** Data section follows **

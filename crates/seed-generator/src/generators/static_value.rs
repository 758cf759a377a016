//! Static value generator and YAML to SeedValue conversion.

use crate::generators::timestamp::parse_timestamp;
use seed_core::{FieldType, SeedValue};
use serde_yaml::Value as YamlValue;
use std::collections::BTreeMap;

/// Convert a YAML value to a SeedValue.
pub fn yaml_to_seed_value(yaml: &YamlValue) -> SeedValue {
    match yaml {
        YamlValue::Null => SeedValue::Null,
        YamlValue::Bool(b) => SeedValue::Bool(*b),
        YamlValue::Number(n) => {
            if let Some(i) = n.as_i64() {
                SeedValue::Int64(i)
            } else if let Some(f) = n.as_f64() {
                SeedValue::Float64(f)
            } else {
                SeedValue::String(n.to_string())
            }
        }
        YamlValue::String(s) => SeedValue::String(s.clone()),
        YamlValue::Sequence(arr) => SeedValue::Array(arr.iter().map(yaml_to_seed_value).collect()),
        YamlValue::Mapping(map) => {
            let values: BTreeMap<String, SeedValue> = map
                .iter()
                .filter_map(|(k, v)| {
                    let key = match k {
                        YamlValue::String(s) => s.clone(),
                        YamlValue::Number(n) => n.to_string(),
                        YamlValue::Bool(b) => b.to_string(),
                        _ => return None,
                    };
                    Some((key, yaml_to_seed_value(v)))
                })
                .collect();
            SeedValue::Object(values)
        }
        YamlValue::Tagged(tagged) => yaml_to_seed_value(&tagged.value),
    }
}

/// Convert a YAML literal, coercing date strings for date-typed fields.
pub fn yaml_to_typed_value(yaml: &YamlValue, field_type: FieldType) -> SeedValue {
    match (field_type, yaml) {
        (FieldType::Date, YamlValue::String(s)) => parse_timestamp(s)
            .map(SeedValue::DateTime)
            .unwrap_or_else(|| SeedValue::String(s.clone())),
        _ => yaml_to_seed_value(yaml),
    }
}
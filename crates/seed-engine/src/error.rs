//! Error types for the seeding engine.

use thiserror::Error;

/// Failure reported by a storage client.
#[derive(Debug, Error)]
pub enum StorageError {
    /// The backing store failed (connection lost, query error, ...).
    #[error("Storage backend error: {0}")]
    Backend(String),

    /// The store refused a record.
    #[error("Insert rejected: {0}")]
    Rejected(String),

    /// A value could not be converted to or from the store's format.
    #[error("Conversion error: {0}")]
    Conversion(String),
}

/// Errors that end the seeding of one model.
///
/// These never escape `Seeder::seed` / `Seeder::seed_all`; they are
/// rendered into the model's `SeedResult`.
#[derive(Debug, Error)]
pub enum SeedError {
    /// Model not present in the registry.
    #[error("Model not found: {0}")]
    ModelNotFound(String),

    /// No storage client bound for the model.
    #[error("No storage client bound for model '{0}'")]
    StorageNotBound(String),

    /// Storage client failure.
    #[error("Storage error: {0}")]
    Storage(#[from] StorageError),
}

#[cfg(test)]
mod tests {
    use super::*;

    #[test]
    fn test_error_messages() {
        assert_eq!(
            SeedError::ModelNotFound("User".to_string()).to_string(),
            "Model not found: User"
        );
        assert_eq!(
            SeedError::StorageNotBound("Post".to_string()).to_string(),
            "No storage client bound for model 'Post'"
        );

        let err: SeedError = StorageError::Rejected("duplicate key".to_string()).into();
        assert_eq!(err.to_string(), "Storage error: Insert rejected: duplicate key");
    }
}
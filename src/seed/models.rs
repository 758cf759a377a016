//! Models command handler.

use seed_core::SchemaDocument;
use seed_engine::order_models;
use std::path::Path;

use super::run::load_registry;
use crate::ModelsFormat;

/// Print the schema's models in seeding order.
pub fn run_models(schema: &Path, format: ModelsFormat) -> anyhow::Result<()> {
    let registry = load_registry(schema)?;
    let ordered = order_models(registry.models());

    match format {
        ModelsFormat::Text => {
            for model in ordered {
                let dependencies = model.dependencies();
                println!(
                    "{}  primary_key={}  fields={}  relations={}  depends_on={}",
                    model.name,
                    model.primary_key(),
                    model.fields.len(),
                    model.relations.len(),
                    if dependencies.is_empty() {
                        "-".to_string()
                    } else {
                        dependencies.join(",")
                    }
                );
            }
        }
        ModelsFormat::Yaml => {
            let document = SchemaDocument {
                models: ordered.into_iter().cloned().collect(),
            };
            print!("{}", serde_yaml::to_string(&document)?);
        }
    }

    Ok(())
}
//! Per-model outcome of a seeding run.

use std::fmt;
use std::time::Duration;

/// Outcome of seeding one model.
#[derive(Debug, Clone, PartialEq)]
pub struct SeedResult {
    /// Model name.
    pub model: String,
    /// Number of records inserted.
    pub count: u64,
    /// Whether seeding completed without error.
    pub success: bool,
    /// Error message when `success` is false.
    pub error: Option<String>,
    /// Wall-clock time spent on the model.
    pub duration: Duration,
}

impl SeedResult {
    pub fn succeeded(model: impl Into<String>, count: u64, duration: Duration) -> Self {
        Self {
            model: model.into(),
            count,
            success: true,
            error: None,
            duration,
        }
    }

    pub fn failed(model: impl Into<String>, error: impl Into<String>, duration: Duration) -> Self {
        Self {
            model: model.into(),
            count: 0,
            success: false,
            error: Some(error.into()),
            duration,
        }
    }

    /// Calculate records per second.
    pub fn records_per_second(&self) -> f64 {
        if self.duration.as_secs_f64() > 0.0 {
            self.count as f64 / self.duration.as_secs_f64()
        } else {
            0.0
        }
    }
}

impl fmt::Display for SeedResult {
    fn fmt(&self, f: &mut fmt::Formatter<'_>) -> fmt::Result {
        match &self.error {
            None => write!(
                f,
                "{}: {} records in {:.2?}",
                self.model, self.count, self.duration
            ),
            Some(error) => write!(f, "{}: FAILED ({})", self.model, error),
        }
    }
}
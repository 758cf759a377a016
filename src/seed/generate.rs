//! Generate command handler.
//!
//! Seeds an in-memory store and writes every record as one JSON line:
//! `{"model": "User", "record": {...}}`, models in dependency order.

use anyhow::Context;
use seed_engine::MemoryStore;
use std::fs::File;
use std::io::{self, BufWriter, Write};

use super::run::{build_seeder, load_registry, report_results, seed_selected};
use crate::GenerateArgs;

/// Run the generate command.
pub async fn run_generate(args: GenerateArgs) -> anyhow::Result<()> {
    let registry = load_registry(&args.common.schema)?;
    let store = MemoryStore::for_registry(&registry, args.id_format.into());
    let mut seeder = build_seeder(&args.common, registry, store.bindings())?;

    let results = seed_selected(&mut seeder, &args.common).await;

    let mut out: Box<dyn Write> = match &args.output {
        Some(path) => Box::new(BufWriter::new(
            File::create(path).with_context(|| format!("Failed to create {}", path.display()))?,
        )),
        None => Box::new(BufWriter::new(io::stdout().lock())),
    };

    let mut written = 0u64;
    for planned in seeder.plan().iter().filter(|p| args.common.selects(&p.model)) {
        let Some(collection) = store.collection(&planned.model) else {
            continue;
        };
        for record in collection.snapshot().await {
            let line = serde_json::json!({
                "model": planned.model,
                "record": record.to_json(),
            });
            writeln!(out, "{line}")?;
            written += 1;
        }
    }
    out.flush()?;

    if let Some(path) = &args.output {
        tracing::info!("Wrote {} records to {}", written, path.display());
    }

    report_results(&results)
}
//! Seeding orchestrator.

use crate::error::SeedError;
use crate::order::order_models;
use crate::resolve::ReferenceResolver;
use crate::result::SeedResult;
use crate::run::SeedRun;
use crate::storage::StorageBindings;
use rand::seq::SliceRandom;
use rand::Rng;
use seed_core::{
    Field, FieldConfig, FieldType, Model, ModelConfig, ModelRegistry, Record, ResolvedModelConfig,
    SeedConfig, SeedValue,
};
use seed_generator::FieldSynthesizer;
use std::time::Instant;
use tracing::{debug, error, info, warn};

/// Upper bound on the size of a resolved reference set when the relation
/// has no configured `max`.
pub const DEFAULT_MAX_RELATED: u64 = 3;

/// What [`Seeder::seed_all`] would do for one model.
#[derive(Debug, Clone, PartialEq)]
pub struct PlannedModel {
    pub model: String,
    pub count: u64,
    pub reset: bool,
    pub incremental: bool,
    pub randomize: bool,
    /// Models referenced through foreign keys
    pub dependencies: Vec<String>,
}

/// Drives seeding of models against their bound storage clients.
///
/// Models are seeded one at a time. Within a run, records persisted for one
/// model become the reference pool for models seeded after it.
pub struct Seeder {
    registry: ModelRegistry,
    bindings: StorageBindings,
    config: SeedConfig,
    /// Layer applied on top of the config file for every model
    overrides: Option<ModelConfig>,
    synthesizer: FieldSynthesizer,
}

impl Seeder {
    /// Create a seeder. The synthesizer is seeded from `config.global.seed`
    /// when set, otherwise from OS entropy.
    pub fn new(registry: ModelRegistry, bindings: StorageBindings, config: SeedConfig) -> Self {
        let synthesizer = match config.global.seed {
            Some(seed) => FieldSynthesizer::new(seed),
            None => FieldSynthesizer::from_entropy(),
        };
        Self {
            registry,
            bindings,
            config,
            overrides: None,
            synthesizer,
        }
    }

    /// Apply `overrides` to every model, below any per-call override.
    pub fn with_overrides(mut self, overrides: ModelConfig) -> Self {
        self.overrides = Some(overrides);
        self
    }

    /// Replace the synthesizer (fixed clock, explicit seed).
    pub fn with_synthesizer(mut self, synthesizer: FieldSynthesizer) -> Self {
        self.synthesizer = synthesizer;
        self
    }

    /// Registered models, in registry order.
    pub fn models(&self) -> &[Model] {
        self.registry.models()
    }

    pub fn registry(&self) -> &ModelRegistry {
        &self.registry
    }

    pub fn config(&self) -> &SeedConfig {
        &self.config
    }

    /// Models in seeding order with their resolved settings.
    pub fn plan(&self) -> Vec<PlannedModel> {
        order_models(self.registry.models())
            .into_iter()
            .map(|model| {
                let settings = self.config.resolve(&model.name, self.overrides.as_ref());
                PlannedModel {
                    model: model.name.clone(),
                    count: settings.count,
                    reset: settings.reset,
                    incremental: settings.incremental,
                    randomize: settings.randomize,
                    dependencies: model.dependencies().into_iter().map(String::from).collect(),
                }
            })
            .collect()
    }

    /// Seed `count` records of one model in a fresh run.
    ///
    /// References can only resolve against records already in storage.
    pub async fn seed(
        &mut self,
        model: &str,
        count: u64,
        overrides: Option<&ModelConfig>,
    ) -> SeedResult {
        let mut run = SeedRun::new();
        self.seed_in(&mut run, model, count, overrides).await
    }

    /// Seed `count` records of one model as part of `run`.
    ///
    /// Failures are reported in the returned result, never raised.
    pub async fn seed_in(
        &mut self,
        run: &mut SeedRun,
        model: &str,
        count: u64,
        overrides: Option<&ModelConfig>,
    ) -> SeedResult {
        let start_time = Instant::now();

        match self.try_seed(run, model, count, overrides).await {
            Ok(inserted) => {
                let result = SeedResult::succeeded(model, inserted, start_time.elapsed());
                info!(
                    "Seeded '{}': {} records in {:.2?} ({:.0} records/sec)",
                    model,
                    inserted,
                    result.duration,
                    result.records_per_second()
                );
                result
            }
            Err(e) => {
                error!("Failed to seed '{}': {}", model, e);
                SeedResult::failed(model, e.to_string(), start_time.elapsed())
            }
        }
    }

    /// Seed every registered model in dependency order, each with its
    /// configured count.
    ///
    /// A failing model does not stop the run; there is one result per model.
    pub async fn seed_all(&mut self) -> Vec<SeedResult> {
        let plan: Vec<(String, u64)> = order_models(self.registry.models())
            .into_iter()
            .map(|m| {
                let count = self.config.resolve(&m.name, self.overrides.as_ref()).count;
                (m.name.clone(), count)
            })
            .collect();

        info!(
            "Seeding {} models: {}",
            plan.len(),
            plan.iter()
                .map(|(name, _)| name.as_str())
                .collect::<Vec<_>>()
                .join(" -> ")
        );

        let mut run = SeedRun::new();
        let mut results = Vec::with_capacity(plan.len());
        for (model, count) in plan {
            results.push(self.seed_in(&mut run, &model, count, None).await);
        }

        let failed = results.iter().filter(|r| !r.success).count();
        if failed > 0 {
            warn!("{} of {} models failed to seed", failed, results.len());
        }
        results
    }

    async fn try_seed(
        &mut self,
        run: &mut SeedRun,
        model_name: &str,
        count: u64,
        overrides: Option<&ModelConfig>,
    ) -> Result<u64, SeedError> {
        let Self {
            registry,
            bindings,
            config,
            overrides: run_overrides,
            synthesizer,
        } = self;

        let model = registry
            .get(model_name)
            .ok_or_else(|| SeedError::ModelNotFound(model_name.to_string()))?;
        let store = bindings
            .get(model_name)
            .ok_or_else(|| SeedError::StorageNotBound(model_name.to_string()))?;
        let layered = match (run_overrides.as_ref(), overrides) {
            (Some(run), Some(call)) => Some(run.merge(call)),
            (Some(run), None) => Some(run.clone()),
            (None, call) => call.cloned(),
        };
        let settings = config.resolve(model_name, layered.as_ref());
        synthesizer.set_id_format(store.id_format());

        if settings.reset {
            let removed = store.delete_many().await?;
            run.forget(model_name);
            info!("Reset '{}': removed {} existing records", model_name, removed);
        }

        let existing = store.count().await?;
        let start_index = if settings.incremental { existing } else { 0 };
        debug!(
            "Generating {} '{}' records (start index {}, {} existing)",
            count, model_name, start_index, existing
        );

        let resolver = ReferenceResolver::new(registry, bindings);
        let mut records = Vec::with_capacity(count as usize);
        for offset in 0..count {
            let record = build_record(
                model,
                &settings,
                start_index + offset,
                synthesizer,
                &resolver,
                run,
            )
            .await;
            records.push(record);
        }

        if settings.randomize {
            records.shuffle(synthesizer.rng());
            let mut persisted = Vec::with_capacity(records.len());
            for record in records {
                match store.insert_one(record).await {
                    Ok(stored) => persisted.push(stored),
                    Err(e) => {
                        // Records inserted before the failure remain valid targets
                        run.generated.append(model_name, persisted);
                        return Err(e.into());
                    }
                }
            }
            let inserted = persisted.len() as u64;
            run.generated.append(model_name, persisted);
            Ok(inserted)
        } else {
            let persisted = store.insert_many(records).await?;
            let inserted = persisted.len() as u64;
            run.generated.append(model_name, persisted);
            Ok(inserted)
        }
    }
}

/// Build one record: synthesized values, resolved references, absent
/// values omitted.
async fn build_record(
    model: &Model,
    settings: &ResolvedModelConfig,
    index: u64,
    synthesizer: &mut FieldSynthesizer,
    resolver: &ReferenceResolver<'_>,
    run: &mut SeedRun,
) -> Record {
    let mut record = Record::new();

    for field in &model.fields {
        let field_config = settings.field(&field.name);
        if field_config.is_some_and(FieldConfig::is_ignored) || field.is_primary_key {
            continue;
        }

        let value = if field.is_foreign_key {
            resolve_reference(model, field, settings, synthesizer, resolver, run).await
        } else if field.is_store_assigned(field_config.and_then(|c| c.field_type))
            || field.relation_model.is_some()
        {
            // Store-assigned, or carried by the other side of the relation
            None
        } else {
            synthesizer.synthesize(field, field_config, index)
        };

        if let Some(value) = value {
            record.insert(field.name.clone(), value);
        }
    }

    record
}

async fn resolve_reference(
    model: &Model,
    field: &Field,
    settings: &ResolvedModelConfig,
    synthesizer: &mut FieldSynthesizer,
    resolver: &ReferenceResolver<'_>,
    run: &mut SeedRun,
) -> Option<SeedValue> {
    let relation = model.relation_for_field(&field.name);
    let relation_config = relation.and_then(|r| settings.relation(&r.name));
    let target = relation_config
        .and_then(|c| c.model.as_deref())
        .or(field.relation_model.as_deref())?;

    let many = relation
        .map(|r| r.is_many())
        .unwrap_or(field.field_type == FieldType::Array);

    if many {
        let min = relation_config.and_then(|c| c.min).unwrap_or(0);
        let max = relation_config
            .and_then(|c| c.max)
            .unwrap_or(DEFAULT_MAX_RELATED);
        let (min, max) = if min <= max { (min, max) } else { (max, min) };
        let size = synthesizer.rng().gen_range(min..=max);

        let values = resolver
            .resolve_many(field, target, size, run, synthesizer.rng())
            .await;
        return Some(SeedValue::Array(values));
    }

    let value = resolver
        .resolve(field, target, run, synthesizer.rng())
        .await;
    if value.is_none() {
        warn!(
            "No '{}' records available for {}.{}; field omitted",
            target, model.name, field.name
        );
    }
    value
}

** End of Data section **

Copy all the lines above that hold the string "ModelsFormat".

use crate::ModelsFormat;
pub fn run_models(schema: &Path, format: ModelsFormat) -> anyhow::Result<()> {
        ModelsFormat::Text => {
        ModelsFormat::Yaml => {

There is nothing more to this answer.